1) Privity of contract is not required for application of the economic loss doctrine to negligence claims. “Even where the parties are not in privity of contract, Pennsylvania law does not recognize a cause of action based on negligent acts that result in only economic loss.” The court cited several Pennsylvania state court decisions holding that negligence claims against contractors were barred despite the absence of a contractual relationship. As stated in one of the cited decisions, “Purely economic loss, when not accompanied with or occasioned by injury, is considered beyond the scope of recovery even if a direct result of the negligent act.”

2) The Bilt-Rite case cited by the plaintiff was not relevant because it concerned negligent misrepresentation claims against a design firm and the holding of that case was that the economic loss doctrine would not apply to negligent misrepresentation claims under Section 522 of the Restatement (Second) of Torts (1977).

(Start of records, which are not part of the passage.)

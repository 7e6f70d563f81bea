//! Podman image builder.
//!
//! Shells out to `podman build` and `podman push`, optionally through `sudo`.
//! With Azure login enabled the registry credentials come from
//! `az acr login --expose-token` piped into `podman login`.

use std::process::Stdio;

use async_trait::async_trait;
use tokio::io::AsyncWriteExt;
use tokio::process::Command;
use tracing::{debug, info};

use crate::error::{BuildError, Result};
use crate::port::{BuildRequest, ImageBuilder};

const TOOL: &str = "podman";

/// Username `az acr login --expose-token` credentials are used with.
const ACR_TOKEN_USER: &str = "00000000-0000-0000-0000-000000000000";

#[derive(Debug, Clone, Default)]
pub struct PodmanBuilder;

impl PodmanBuilder {
    #[must_use]
    pub fn new() -> Self {
        Self
    }

    fn command(use_sudo: bool, args: &[&str]) -> Command {
        let mut command = if use_sudo {
            let mut c = Command::new("sudo");
            c.arg(TOOL);
            c
        } else {
            Command::new(TOOL)
        };
        command.args(args);
        command
    }

    async fn run(mut command: Command, shown: String, stdin: Option<&str>) -> Result<String> {
        debug!(command = %shown, "Running");
        command
            .stdin(if stdin.is_some() { Stdio::piped() } else { Stdio::null() })
            .stdout(Stdio::piped())
            .stderr(Stdio::piped());
        let mut child = command.spawn()?;
        if let (Some(input), Some(mut pipe)) = (stdin, child.stdin.take()) {
            pipe.write_all(input.as_bytes()).await?;
        }
        let output = child.wait_with_output().await?;
        if !output.status.success() {
            return Err(BuildError::CommandFailed {
                command: shown,
                status: output.status.to_string(),
                stderr: String::from_utf8_lossy(&output.stderr).trim().to_string(),
            }
            .into());
        }
        Ok(String::from_utf8_lossy(&output.stdout).trim().to_string())
    }

    async fn az_login(&self, request: &BuildRequest) -> Result<()> {
        let registry_name = request
            .registry
            .split('.')
            .next()
            .unwrap_or(&request.registry);
        let mut az = Command::new("az");
        az.args([
            "acr",
            "login",
            "--name",
            registry_name,
            "--expose-token",
            "--output",
            "tsv",
            "--query",
            "accessToken",
        ]);
        let token = Self::run(az, format!("az acr login --name {registry_name}"), None).await?;

        let login = Self::command(
            request.use_sudo,
            &[
                "login",
                &request.registry,
                "--username",
                ACR_TOKEN_USER,
                "--password-stdin",
            ],
        );
        Self::run(login, format!("{TOOL} login {}", request.registry), Some(&token)).await?;
        info!(registry = %request.registry, "Logged in to registry");
        Ok(())
    }
}

#[async_trait]
impl ImageBuilder for PodmanBuilder {
    fn tool(&self) -> &str {
        TOOL
    }

    async fn is_available(&self) -> bool {
        Command::new(TOOL)
            .arg("--version")
            .stdout(Stdio::null())
            .stderr(Stdio::null())
            .status()
            .await
            .is_ok_and(|status| status.success())
    }

    async fn build_and_push(&self, request: &BuildRequest) -> Result<()> {
        if request.use_az_login {
            self.az_login(request).await?;
        }

        let reference = request.reference();
        let dockerfile = request.dockerfile.to_string_lossy();
        let context = request.source_root.to_string_lossy();

        info!(image = %reference, "Building image");
        let build = Self::command(
            request.use_sudo,
            &["build", "-f", &dockerfile, "-t", &reference, &context],
        );
        Self::run(build, format!("{TOOL} build -t {reference}"), None).await?;

        info!(image = %reference, "Pushing image");
        let push = Self::command(request.use_sudo, &["push", &reference]);
        Self::run(push, format!("{TOOL} push {reference}"), None).await?;
        Ok(())
    }
}
#[async_trait]
impl ClusterGateway for InMemoryCluster {
    async fn list(&self, kind: ResourceKind, selector: &str) -> Result<Vec<ClusterObject>> {
        let mut state = self.state.lock();
        if kind == ResourceKind::Pod {
            state.tick_pending();
        }
        let state = &*state;
        let objects = state
            .objects
            .iter()
            .filter(|((k, _), labels)| *k == kind && selector_matches(selector, labels))
            .map(|((kind, name), labels)| ClusterObject {
                kind: *kind,
                name: name.clone(),
                labels: labels.clone(),
                images: state.images_of(*kind, name),
            })
            .collect();
        Ok(objects)
    }

    async fn apply(&self, manifest: &Manifest) -> Result<()> {
        let spec = manifest.spec();
        let name = spec.name.to_string();
        let kind = match manifest {
            Manifest::Deployment(_) => ResourceKind::Deployment,
            Manifest::Service(_) => ResourceKind::Service,
        };

        let mut state = self.state.lock();
        let created = state
            .objects
            .insert((kind, name.clone()), spec.labels.clone())
            .is_none();
        if kind == ResourceKind::Deployment {
            state.images.insert(name.clone(), spec.image.clone());
            let selector = format!("{DEPLOYMENT_LABEL}={name}");
            if state.auto_schedule && state.matching(ResourceKind::Pod, &selector).is_empty() {
                state.schedule(&name);
            }
        }
        state.events.push(ClusterEvent::Applied {
            kind,
            name,
            created,
        });
        Ok(())
    }

    async fn delete(&self, kind: ResourceKind, name: &str) -> Result<()> {
        let mut state = self.state.lock();
        let deployment = if kind == ResourceKind::Pod {
            state.pod_deployment(name)
        } else {
            None
        };
        if state.objects.remove(&(kind, name.to_string())).is_none() {
            return Ok(());
        }
        match kind {
            ResourceKind::Deployment => {
                state.images.remove(name);
            }
            ResourceKind::Pod => {
                state.pod_images.remove(name);
            }
            ResourceKind::Service | ResourceKind::ConfigMap => {}
        }
        state.events.push(ClusterEvent::Deleted {
            kind,
            name: name.to_string(),
        });

        if let Some(deployment) = deployment {
            let owner_alive = state
                .objects
                .contains_key(&(ResourceKind::Deployment, deployment.clone()));
            if state.auto_schedule && owner_alive {
                state.schedule(&deployment);
            }
        }
        Ok(())
    }

    async fn read_document(&self, name: &str) -> Result<Option<ConfigDocument>> {
        Ok(self.state.lock().documents.get(name).map(|doc| ConfigDocument {
            data: doc.data.clone(),
            version: Some(doc.version.to_string()),
        }))
    }

    async fn write_document(
        &self,
        name: &str,
        data: BTreeMap<String, String>,
        precondition: Precondition,
    ) -> Result<()> {
        let mut state = self.state.lock();
        let conflict = || ClusterError::Conflict {
            name: name.to_string(),
        };
        let current = state.documents.get(name).map(|d| d.version.to_string());
        match (&precondition, current) {
            (Precondition::Any, _) => {}
            (Precondition::Absent, None) => {}
            (Precondition::Absent, Some(_)) => return Err(conflict().into()),
            (Precondition::Version(expected), Some(actual)) if *expected == actual => {}
            (Precondition::Version(_), _) => return Err(conflict().into()),
        }
        if precondition != Precondition::Any && state.forced_conflicts.remove(name) {
            return Err(conflict().into());
        }
        state.store_document(name, data);
        Ok(())
    }

    async fn stream_logs(&self, pod: &str) -> Result<LogStream> {
        let state = self.state.lock();
        let deployment = state
            .pod_deployment(pod)
            .ok_or_else(|| ClusterError::NotFound {
                kind: ResourceKind::Pod.to_string(),
                name: pod.to_string(),
            })?;
        if state.failing_logs.contains(&deployment) {
            return Err(ClusterError::Api(format!("log stream for {pod} refused")).into());
        }
        let lines = stream::iter(
            state
                .logs
                .get(&deployment)
                .cloned()
                .unwrap_or_default()
                .into_iter()
                .map(Ok),
        );
        if state.following.contains(&deployment) {
            return Ok(lines.chain(stream::pending()).boxed());
        }
        Ok(lines.boxed())
    }

    async fn wait_for(&self, pod: &str, condition: PodCondition, timeout: Duration) -> Result<()> {
        let mut state = self.state.lock();
        state.readiness_waits.push((pod.to_string(), timeout));
        let deployment = state
            .pod_deployment(pod)
            .ok_or_else(|| ClusterError::NotFound {
                kind: ResourceKind::Pod.to_string(),
                name: pod.to_string(),
            })?;
        if state.unready.contains(&deployment) {
            return Err(ClusterError::Timeout {
                what: format!("pod {pod} {condition}"),
                seconds: timeout.as_secs(),
            }
            .into());
        }
        Ok(())
    }
}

The Court explained that the Bilt-Rite holding only applies in the situation where a plaintiff relies on “expert supplier of information” with whom it has not contract, and that courts have further restricted the holding of Bilt-Rite to negligent misrepresentation claims under Section 522.

3) Plaintiff suffered no damage to “other property.” The plaintiff tried to argue that soils reports and other services were the defective “product” and that his in turn caused damage to the retaining wall which were “other property.” In rejecting that argument, the court found the retaining walls were the “product” for which the plaintiff bargained and damages to the wall were therefore subject to the economic loss doctrine. The court pointed out that if the plaintiff had alleged damage to goods or inventory that was stored in the food distribution center, recovery for that damage would not be barred by the economic loss doctrine since it would indeed be damage to “other property.” “However, in this case, the retaining wall is the relevant product that was bargained for by Plaintiff. There is simply no ‘other property’ at issue.” Since the plaintiff did not allege damages other than those related to the cost of repairing or replacing the walls, the court concluded that recovery was barred under the economic loss doctrine.